Il Catalogo dei viventi 2007, 6 luglio 2011
RAULE Sonia Padova 1961. Moglie di Francesco Tatò (conosciuto «A cena da Alessandra Borghese, nella sua casa vicino a Montecatini»)
RAULE Sonia Padova 1961. Moglie di Francesco Tatò (conosciuto «A cena da Alessandra Borghese, nella sua casa vicino a Montecatini»). E prima di Bernardino Campello (figlio di Maria Sole Agnelli) • «Nel suo passato di modella, ha lavorato con Richard Avedon e altri grandi della fotografia, ma in fondo stare davanti all’obiettivo l’annoiava abbastanza, e ha preferito smettere e sposarsi.

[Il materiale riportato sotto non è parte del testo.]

//! Sliding-window orchestration: samples in, one [`HrvResult`] per full window out.
//!
//! The pipeline owns its window and the timestamp cursor, so independent
//! instances (one per subject, say) never share state.

use crate::config::PipelineConfig;
use crate::error::ConfigError;
use crate::metrics::hrv::{HrvEngine, HrvFeatures};
use crate::metrics::quality::{QualityGate, QualityVerdict};
use crate::signal::{Sample, Timestamp};
use crate::window::WindowBuffer;
use anyhow::Result;
use log::{debug, info};
use serde::{Deserialize, Serialize};

/// One evaluated window. HRV fields are `None` when not computed.
#[derive(Debug, Clone, Copy, PartialEq, Serialize, Deserialize)]
pub struct HrvResult {
    pub start_timestamp: Timestamp,
    pub end_timestamp: Timestamp,
    pub error_count: usize,
    pub valid_count: usize,
    pub sdnn: Option<f64>,
    pub lf: Option<f64>,
    pub hf: Option<f64>,
    pub lf_hf: Option<f64>,
    pub sd1: Option<f64>,
    pub sd2: Option<f64>,
}

impl HrvResult {
    fn new(start: Timestamp, end: Timestamp, verdict: &QualityVerdict, hrv: HrvFeatures) -> Self {
        Self {
            start_timestamp: start,
            end_timestamp: end,
            error_count: verdict.error_count,
            valid_count: verdict.valid_count(),
            sdnn: hrv.sdnn,
            lf: hrv.lf,
            hf: hrv.hf,
            lf_hf: hrv.lf_hf,
            sd1: hrv.sd1,
            sd2: hrv.sd2,
        }
    }

    pub fn features(&self) -> HrvFeatures {
        HrvFeatures {
            sdnn: self.sdnn,
            lf: self.lf,
            hf: self.hf,
            lf_hf: self.lf_hf,
            sd1: self.sd1,
            sd2: self.sd2,
        }
    }

    pub fn has_features(&self) -> bool {
        self.features() != HrvFeatures::default()
    }
}

/// Destination for evaluated windows.
pub trait ResultSink {
    fn write(&mut self, result: &HrvResult) -> Result<()>;
}

impl ResultSink for Vec<HrvResult> {
    fn write(&mut self, result: &HrvResult) -> Result<()> {
        self.push(*result);
        Ok(())
    }
}

#[derive(Debug, Clone, Copy, PartialEq, Eq, Serialize, Deserialize)]
pub enum PipelineState {
    /// The window has not been full yet.
    Accumulating,
    /// At least one window has been evaluated.
    Evaluating,
}

pub struct HrvPipeline {
    config: PipelineConfig,
    window: WindowBuffer,
    gate: QualityGate,
    engine: HrvEngine,
    last_timestamp: Option<Timestamp>,
    evaluations: usize,
    skipped: usize,
}

impl HrvPipeline {
    pub fn new(config: PipelineConfig) -> Result<Self, ConfigError> {
        config.validate()?;
        Ok(Self {
            window: WindowBuffer::new(config.window_size),
            gate: QualityGate::from_config(&config),
            engine: HrvEngine::from_config(&config),
            config,
            last_timestamp: None,
            evaluations: 0,
            skipped: 0,
        })
    }

    pub fn config(&self) -> &PipelineConfig {
        &self.config
    }

    pub fn state(&self) -> PipelineState {
        if self.evaluations == 0 {
            PipelineState::Accumulating
        } else {
            PipelineState::Evaluating
        }
    }

    pub fn window(&self) -> &WindowBuffer {
        &self.window
    }

    /// Timestamp of the newest accepted sample.
    pub fn last_timestamp(&self) -> Option<Timestamp> {
        self.last_timestamp
    }

    pub fn evaluations(&self) -> usize {
        self.evaluations
    }

    /// Samples dropped because they were not newer than the cursor.
    pub fn skipped(&self) -> usize {
        self.skipped
    }

    /// Fold one sample in. Returns a result when the window was full and got evaluated.
    pub fn process_one_sample(&mut self, sample: Sample) -> Option<HrvResult> {
        if !self.admit(sample) {
            return None;
        }
        let result = self.evaluate_if_full()?;
        self.window.slide(self.config.stride);
        Some(result)
    }

    pub fn process_one_batch<I>(&mut self, samples: I) -> Vec<HrvResult>
    where
        I: IntoIterator<Item = Sample>,
    {
        samples
            .into_iter()
            .filter_map(|sample| self.process_one_sample(sample))
            .collect()
    }

    /// Like [`Self::process_one_batch`] but hands each result to `sink` as soon as it exists.
    /// Returns the number of rows written.
    ///
    /// When `sink` fails, the sample that completed the window is taken back out
    /// and the cursor is restored, so redelivering the same samples later writes
    /// the lost row. Samples after it in `samples` are not consumed.
    pub fn process_into<I, S>(&mut self, samples: I, sink: &mut S) -> Result<usize>
    where
        I: IntoIterator<Item = Sample>,
        S: ResultSink + ?Sized,
    {
        let mut written = 0;
        for sample in samples {
            let cursor = self.last_timestamp;
            if !self.admit(sample) {
                continue;
            }
            let Some(result) = self.evaluate_if_full() else {
                continue;
            };
            if let Err(err) = sink.write(&result) {
                self.window.retract_last();
                self.last_timestamp = cursor;
                self.evaluations -= 1;
                return Err(err);
            }
            self.window.slide(self.config.stride);
            written += 1;
        }
        Ok(written)
    }

    /// Dedup against the cursor, then append. The window is never full here
    /// because every evaluation slides it by at least one sample.
    fn admit(&mut self, sample: Sample) -> bool {
        if let Some(last) = self.last_timestamp {
            if sample.timestamp <= last {
                debug!(
                    "dropping sample at {} (cursor at {})",
                    sample.timestamp, last
                );
                self.skipped += 1;
                return false;
            }
        }
        self.last_timestamp = Some(sample.timestamp);
        self.window.append(sample);
        true
    }

    fn evaluate_if_full(&mut self) -> Option<HrvResult> {
        self.window.is_full().then(|| self.evaluate())
    }

    fn evaluate(&mut self) -> HrvResult {
        let start = self.window.first().map(|s| s.timestamp).unwrap_or_default();
        let end = self.window.last().map(|s| s.timestamp).unwrap_or_default();
        let verdict = self.gate.evaluate(self.window.iter());
        self.evaluations += 1;
        let features = if verdict.proceed {
            self.engine.compute(&verdict.valid_values)
        } else {
            info!(
                "too many errors ({} of {}), skipping HRV for window {} to {}",
                verdict.error_count,
                self.window.len(),
                start,
                end
            );
            HrvFeatures::default()
        };
        HrvResult::new(start, end, &verdict, features)
    }
}

#[cfg(test)]
mod tests {
    use super::*;

    fn constant(range: std::ops::Range<i64>, rr: f64) -> Vec<Sample> {
        range.map(|ts| Sample::new(ts, rr)).collect()
    }

    fn pipeline() -> HrvPipeline {
        HrvPipeline::new(PipelineConfig::default()).unwrap()
    }

    #[test]
    fn nothing_emitted_before_window_fills() {
        let mut p = pipeline();
        let out = p.process_one_batch(constant(0..119, 800.0));
        assert!(out.is_empty());
        assert_eq!(p.state(), PipelineState::Accumulating);
        assert_eq!(p.window().len(), 119);
    }

    #[test]
    fn full_constant_window_has_zero_variability() {
        let mut p = pipeline();
        p.process_one_batch(constant(0..119, 800.0));
        let row = p.process_one_sample(Sample::new(119, 800.0)).unwrap();
        assert_eq!(p.state(), PipelineState::Evaluating);
        assert_eq!(row.start_timestamp, 0);
        assert_eq!(row.end_timestamp, 119);
        assert_eq!(row.error_count, 0);
        assert_eq!(row.valid_count, 120);
        assert!(row.sdnn.unwrap().abs() < 1e-9);
        assert!(row.sd1.unwrap().abs() < 1e-9);
        assert!(row.sd2.unwrap().abs() < 1e-9);
        assert_eq!(row.lf_hf, None);
        assert_eq!(p.window().len(), 119);
    }

    #[test]
    fn noisy_window_is_rejected_with_metadata() {
        let mut p = pipeline();
        let samples: Vec<Sample> = (0..120)
            .map(|ts| {
                if ts % 3 == 0 {
                    Sample::invalid(ts)
                } else {
                    Sample::new(ts, 800.0 + (ts % 5) as f64)
                }
            })
            .collect();
        let rows = p.process_one_batch(samples);
        assert_eq!(rows.len(), 1);
        let row = rows[0];
        assert_eq!(row.error_count, 40);
        assert_eq!(row.valid_count, 80);
        assert!(!row.has_features());
    }

    #[test]
    fn one_row_per_sample_once_evaluating() {
        let mut p = pipeline();
        let rows = p.process_one_batch(constant(0..150, 800.0));
        assert_eq!(rows.len(), 31);
        assert_eq!(rows[1].start_timestamp, 1);
        assert_eq!(rows[30].end_timestamp, 149);
        assert!(rows.iter().all(|r| r.end_timestamp - r.start_timestamp == 119));
    }

    #[test]
    fn redelivered_samples_are_ignored() {
        let mut p = pipeline();
        p.process_one_batch(constant(0..100, 800.0));
        let rows = p.process_one_batch(constant(50..100, 800.0));
        assert!(rows.is_empty());
        assert_eq!(p.skipped(), 50);
        assert_eq!(p.window().len(), 100);
        assert_eq!(p.last_timestamp(), Some(99));
        let rows = p.process_one_batch(constant(90..125, 800.0));
        assert_eq!(p.skipped(), 60);
        assert_eq!(rows.len(), 6);
        assert_eq!(rows[0].end_timestamp, 119);
    }

    #[test]
    fn wider_stride_skips_windows() {
        let cfg = PipelineConfig {
            window_size: 10,
            stride: 5,
            min_frequency_samples: 2,
            ..PipelineConfig::default()
        };
        let mut p = HrvPipeline::new(cfg).unwrap();
        let rows = p.process_one_batch(constant(0..30, 800.0));
        let starts: Vec<_> = rows.iter().map(|r| r.start_timestamp).collect();
        assert_eq!(starts, vec![0, 5, 10, 15, 20]);
    }

    #[test]
    fn process_into_writes_each_row() {
        let mut p = pipeline();
        let mut sink: Vec<HrvResult> = Vec::new();
        let written = p.process_into(constant(0..125, 800.0), &mut sink).unwrap();
        assert_eq!(written, 6);
        assert_eq!(sink.len(), 6);
    }

    struct FlakySink {
        failures_left: usize,
        rows: Vec<HrvResult>,
    }

    impl ResultSink for FlakySink {
        fn write(&mut self, result: &HrvResult) -> Result<()> {
            if self.failures_left > 0 {
                self.failures_left -= 1;
                anyhow::bail!("disk full");
            }
            self.rows.push(*result);
            Ok(())
        }
    }

    #[test]
    fn failed_write_is_recovered_on_redelivery() {
        let mut p = pipeline();
        let mut sink = FlakySink {
            failures_left: 1,
            rows: Vec::new(),
        };
        assert!(p.process_into(constant(0..125, 800.0), &mut sink).is_err());
        assert_eq!(p.last_timestamp(), Some(118));
        assert_eq!(p.window().len(), 119);
        assert_eq!(p.state(), PipelineState::Accumulating);

        let written = p.process_into(constant(0..121, 800.0), &mut sink).unwrap();
        assert_eq!(written, 2);
        assert_eq!(p.skipped(), 119);
        assert_eq!(sink.rows[0].start_timestamp, 0);
        assert_eq!(sink.rows[0].end_timestamp, 119);
        assert_eq!(sink.rows[1].end_timestamp, 120);
    }

    #[test]
    fn independent_pipelines_do_not_interact() {
        let mut a = pipeline();
        let mut b = pipeline();
        a.process_one_batch(constant(0..120, 800.0));
        assert_eq!(b.state(), PipelineState::Accumulating);
        assert!(b.process_one_sample(Sample::new(0, 800.0)).is_none());
        assert_eq!(b.window().len(), 1);
    }

    #[test]
    fn rejects_invalid_config() {
        let cfg = PipelineConfig {
            stride: 0,
            ..PipelineConfig::default()
        };
        assert!(HrvPipeline::new(cfg).is_err());
    }
}
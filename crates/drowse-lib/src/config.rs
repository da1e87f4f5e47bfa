use crate::error::ConfigError;
use serde::{Deserialize, Serialize};
use std::path::Path;

/// How the RR sequence is turned into an evenly sampled signal for the PSD.
#[derive(Debug, Clone, Copy, PartialEq, Eq, Default, Serialize, Deserialize)]
#[serde(rename_all = "snake_case")]
pub enum SpectralMethod {
    /// Treat consecutive RR values as samples taken at `sampling_rate_hz`.
    #[default]
    Uniform,
    /// Place RR values at their beat times and interpolate onto a `sampling_rate_hz` grid.
    Resampled,
}

/// Unit of incoming RR intervals. Only consulted when resampling onto a time grid.
#[derive(Debug, Clone, Copy, PartialEq, Eq, Default, Serialize, Deserialize)]
#[serde(rename_all = "snake_case")]
pub enum RrUnit {
    #[default]
    Milliseconds,
    Seconds,
}

impl RrUnit {
    pub fn to_seconds(self, value: f64) -> f64 {
        match self {
            RrUnit::Milliseconds => value / 1000.0,
            RrUnit::Seconds => value,
        }
    }
}

/// What SD2 becomes when `2 * var - SD1^2` is negative.
#[derive(Debug, Clone, Copy, PartialEq, Eq, Default, Serialize, Deserialize)]
#[serde(rename_all = "snake_case")]
pub enum Sd2Degeneracy {
    /// Report 0.0.
    #[default]
    Clamp,
    /// Leave SD2 empty.
    Absent,
}

/// Tunables for windowing, gating and HRV estimation.
#[derive(Debug, Clone, PartialEq, Serialize, Deserialize)]
#[serde(default)]
pub struct PipelineConfig {
    /// Samples per analysis window.
    pub window_size: usize,
    /// Samples dropped from the head after each evaluation.
    pub stride: usize,
    /// Windows whose error fraction reaches this ratio are not analysed.
    pub max_error_ratio: f64,
    pub min_time_samples: usize,
    pub min_frequency_samples: usize,
    pub min_nonlinear_samples: usize,
    /// Sampling rate assumed by the Welch estimate (Hz).
    pub sampling_rate_hz: f64,
    pub spectral_method: SpectralMethod,
    pub rr_unit: RrUnit,
    pub sd2_degeneracy: Sd2Degeneracy,
}

impl Default for PipelineConfig {
    fn default() -> Self {
        Self {
            window_size: 120,
            stride: 1,
            max_error_ratio: 0.30,
            min_time_samples: 2,
            min_frequency_samples: 30,
            min_nonlinear_samples: 2,
            sampling_rate_hz: 4.0,
            spectral_method: SpectralMethod::Uniform,
            rr_unit: RrUnit::Milliseconds,
            sd2_degeneracy: Sd2Degeneracy::Clamp,
        }
    }
}

impl PipelineConfig {
    pub fn from_toml_str(text: &str) -> Result<Self, ConfigError> {
        let cfg: PipelineConfig = toml::from_str(text)?;
        cfg.validate()?;
        Ok(cfg)
    }

    /// Read and validate a TOML config file. Missing keys take their defaults.
    pub fn load(path: &Path) -> Result<Self, ConfigError> {
        let text = std::fs::read_to_string(path).map_err(|source| ConfigError::Read {
            path: path.to_path_buf(),
            source,
        })?;
        Self::from_toml_str(&text)
    }

    pub fn validate(&self) -> Result<(), ConfigError> {
        if self.window_size < 2 {
            return Err(ConfigError::WindowTooSmall(self.window_size));
        }
        if self.stride == 0 || self.stride > self.window_size {
            return Err(ConfigError::InvalidStride {
                stride: self.stride,
                window_size: self.window_size,
            });
        }
        if !(self.max_error_ratio > 0.0 && self.max_error_ratio <= 1.0) {
            return Err(ConfigError::InvalidErrorRatio(self.max_error_ratio));
        }
        if !(self.sampling_rate_hz.is_finite() && self.sampling_rate_hz > 0.0) {
            return Err(ConfigError::InvalidSamplingRate(self.sampling_rate_hz));
        }
        for (domain, value) in [
            ("time domain", self.min_time_samples),
            ("frequency domain", self.min_frequency_samples),
            ("nonlinear domain", self.min_nonlinear_samples),
        ] {
            if value < 2 {
                return Err(ConfigError::MinimumTooSmall { domain, value });
            }
        }
        Ok(())
    }

    /// Error count at which a window is rejected: `ceil(max_error_ratio * window_size)`.
    pub fn error_threshold(&self) -> usize {
        // the product can land a hair above an integer
        let raw = self.max_error_ratio * self.window_size as f64;
        ((raw - 1e-9).ceil().max(1.0)) as usize
    }
}

#[cfg(test)]
mod tests {
    use super::*;

    #[test]
    fn default_threshold_is_36_of_120() {
        let cfg = PipelineConfig::default();
        assert_eq!(cfg.error_threshold(), 36);
        cfg.validate().unwrap();
    }

    #[test]
    fn threshold_rounds_up_fractional_counts() {
        let cfg = PipelineConfig {
            window_size: 10,
            max_error_ratio: 0.25,
            ..PipelineConfig::default()
        };
        assert_eq!(cfg.error_threshold(), 3);
    }

    #[test]
    fn partial_toml_keeps_defaults() {
        let cfg = PipelineConfig::from_toml_str(
            "window_size = 60\nmin_frequency_samples = 2\nsd2_degeneracy = \"absent\"\n",
        )
        .unwrap();
        assert_eq!(cfg.window_size, 60);
        assert_eq!(cfg.min_frequency_samples, 2);
        assert_eq!(cfg.sd2_degeneracy, Sd2Degeneracy::Absent);
        assert_eq!(cfg.stride, 1);
        assert_eq!(cfg.spectral_method, SpectralMethod::Uniform);
    }

    #[test]
    fn rejects_bad_values() {
        assert!(matches!(
            PipelineConfig::from_toml_str("stride = 0"),
            Err(ConfigError::InvalidStride { .. })
        ));
        assert!(matches!(
            PipelineConfig::from_toml_str("max_error_ratio = 1.5"),
            Err(ConfigError::InvalidErrorRatio(_))
        ));
        assert!(matches!(
            PipelineConfig::from_toml_str("min_nonlinear_samples = 1"),
            Err(ConfigError::MinimumTooSmall { .. })
        ));
        assert!(matches!(
            PipelineConfig::from_toml_str("window_size = \"big\""),
            Err(ConfigError::Parse(_))
        ));
    }

    #[test]
    fn serializes_back_to_toml() {
        let text = toml::to_string(&PipelineConfig::default()).unwrap();
        let cfg = PipelineConfig::from_toml_str(&text).unwrap();
        assert_eq!(cfg, PipelineConfig::default());
    }
}
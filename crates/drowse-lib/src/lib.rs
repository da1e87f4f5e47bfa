pub mod config;
pub mod error;
pub mod io;
pub mod metrics;
pub mod pipeline;
pub mod signal;
pub mod window;

pub use config::*;
pub use error::*;
pub use metrics::*;
pub use pipeline::*;
pub use signal::*;
pub use window::*;
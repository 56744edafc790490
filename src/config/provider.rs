//! Configuration Provider Trait

use serde::de::DeserializeOwned;

use super::{ConfigError, ConfigResult};

/// Source of raw configuration values keyed by dotted names
/// such as `classification.model`.
#[async_trait::async_trait]
pub trait ConfigProvider: Send + Sync {
    /// Provider name for logging
    fn name(&self) -> &str;

    /// Get a raw configuration value
    async fn get_raw(&self, key: &str) -> ConfigResult<Option<String>>;

    /// Set a raw configuration value
    async fn set_raw(&self, key: &str, value: &str) -> ConfigResult<()>;
}

/// Typed access on top of [`ConfigProvider`].
pub trait ConfigProviderExt: ConfigProvider {
    /// Get a value parsed as JSON (numbers, booleans, quoted strings).
    fn get<T: DeserializeOwned + Send>(
        &self,
        key: &str,
    ) -> impl std::future::Future<Output = ConfigResult<Option<T>>> + Send
    where
        Self: Sync,
    {
        async move {
            match self.get_raw(key).await? {
                Some(raw) => {
                    let value: T =
                        serde_json::from_str(raw.trim()).map_err(|e| ConfigError::InvalidValue {
                            key: key.to_string(),
                            message: e.to_string(),
                        })?;
                    Ok(Some(value))
                }
                None => Ok(None),
            }
        }
    }

    /// Get a value as a plain string, treating blank values as unset.
    fn get_string(
        &self,
        key: &str,
    ) -> impl std::future::Future<Output = ConfigResult<Option<String>>> + Send
    where
        Self: Sync,
    {
        async move {
            Ok(self
                .get_raw(key)
                .await?
                .map(|raw| raw.trim().to_string())
                .filter(|value| !value.is_empty()))
        }
    }
}

impl<P: ConfigProvider + ?Sized> ConfigProviderExt for P {}
//! In-Memory Configuration Provider
//!
//! Code-defined configuration, mostly used by tests and embedding services
//! that resolve settings themselves.

use std::collections::HashMap;

use tokio::sync::RwLock;

use super::ConfigResult;
use super::provider::ConfigProvider;

#[derive(Debug, Default)]
pub struct MemoryConfigProvider {
    data: RwLock<HashMap<String, String>>,
    name: String,
}

impl MemoryConfigProvider {
    pub fn new() -> Self {
        Self::named("memory")
    }

    pub fn named(name: impl Into<String>) -> Self {
        Self {
            data: RwLock::new(HashMap::new()),
            name: name.into(),
        }
    }

    pub fn from_data(data: HashMap<String, String>) -> Self {
        Self {
            data: RwLock::new(data),
            name: "memory".to_string(),
        }
    }

    /// Builder-style insert; takes `self` by value so no lock is needed.
    pub fn value(mut self, key: impl Into<String>, value: impl Into<String>) -> Self {
        self.data.get_mut().insert(key.into(), value.into());
        self
    }

    pub async fn insert(&self, key: impl Into<String>, value: impl Into<String>) {
        self.data.write().await.insert(key.into(), value.into());
    }

    pub async fn len(&self) -> usize {
        self.data.read().await.len()
    }

    pub async fn is_empty(&self) -> bool {
        self.data.read().await.is_empty()
    }
}

#[async_trait::async_trait]
impl ConfigProvider for MemoryConfigProvider {
    fn name(&self) -> &str {
        &self.name
    }

    async fn get_raw(&self, key: &str) -> ConfigResult<Option<String>> {
        Ok(self.data.read().await.get(key).cloned())
    }

    async fn set_raw(&self, key: &str, value: &str) -> ConfigResult<()> {
        self.insert(key, value).await;
        Ok(())
    }
}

Non per fare la moglie tranquilla tutta casa, marito e bambino, ma per seguire altri interessi e sentirsi più realizzata. Così fonda un’associazione culturale per salvaguardare il patrimonio ambientale e storico delle Fonti del Clitunno, proprietà di famiglia del marito Bernardino Campello. Poi, organizza rassegne di poesia per il Festival di Spoleto, cura mostre d’arte insieme al critico Achille Bonito Oliva e, per caso, arriva in televisione. Prima, un talk show su Cinquestelle, dal titolo Esercito: forza armata, e poi Ecologia domestica su Raidue. Infine Art’è, in prima serata su Raitre ogni sabato» (Lucia Castagna) • «Ci furono molte polemiche quando Sonia Raule, moglie dell’amministratore delegato dell’Enel Francesco Tatò, fu nominata da Vittorio Cecchi Gori direttore dei programmi di Telemontecarlo. Intervenne perfino Fassino a dire che era uno scandalo. Molti pensarono che si trattasse dell’ennesimo caso di nepotismo, raccomandazioni e inciucio di affari. Altri, soprattutto le donne, ci lessero il ritorno di un sempreverde violento antifemminismo che non vede con piacere una donna prendere il posto di un uomo» (Claudio Sabelli Fioretti) • «Bella, ambiziosa, intelligente. Un’eroina dei nostri tempi: tempi dove conta l’apparenza e dove la bellezza e il potere si coniugano sempre più volentieri... Mi sembra chiaro: se non fosse stata bellissima avrebbe faticato ad arrivare fin là» (Carlo Rossella) • «A volte sembra che se la tiri un po’ (troppo)» (Maxim) • «Da ragazza, quando ancora frequentavo il liceo linguistico a Padova, ogni pomeriggio andavo a lavorare nel laboratorio di Donato Sartori, che faceva maschere per il teatro. Volevo essere indipendente, ed era come mettere le ali e volare».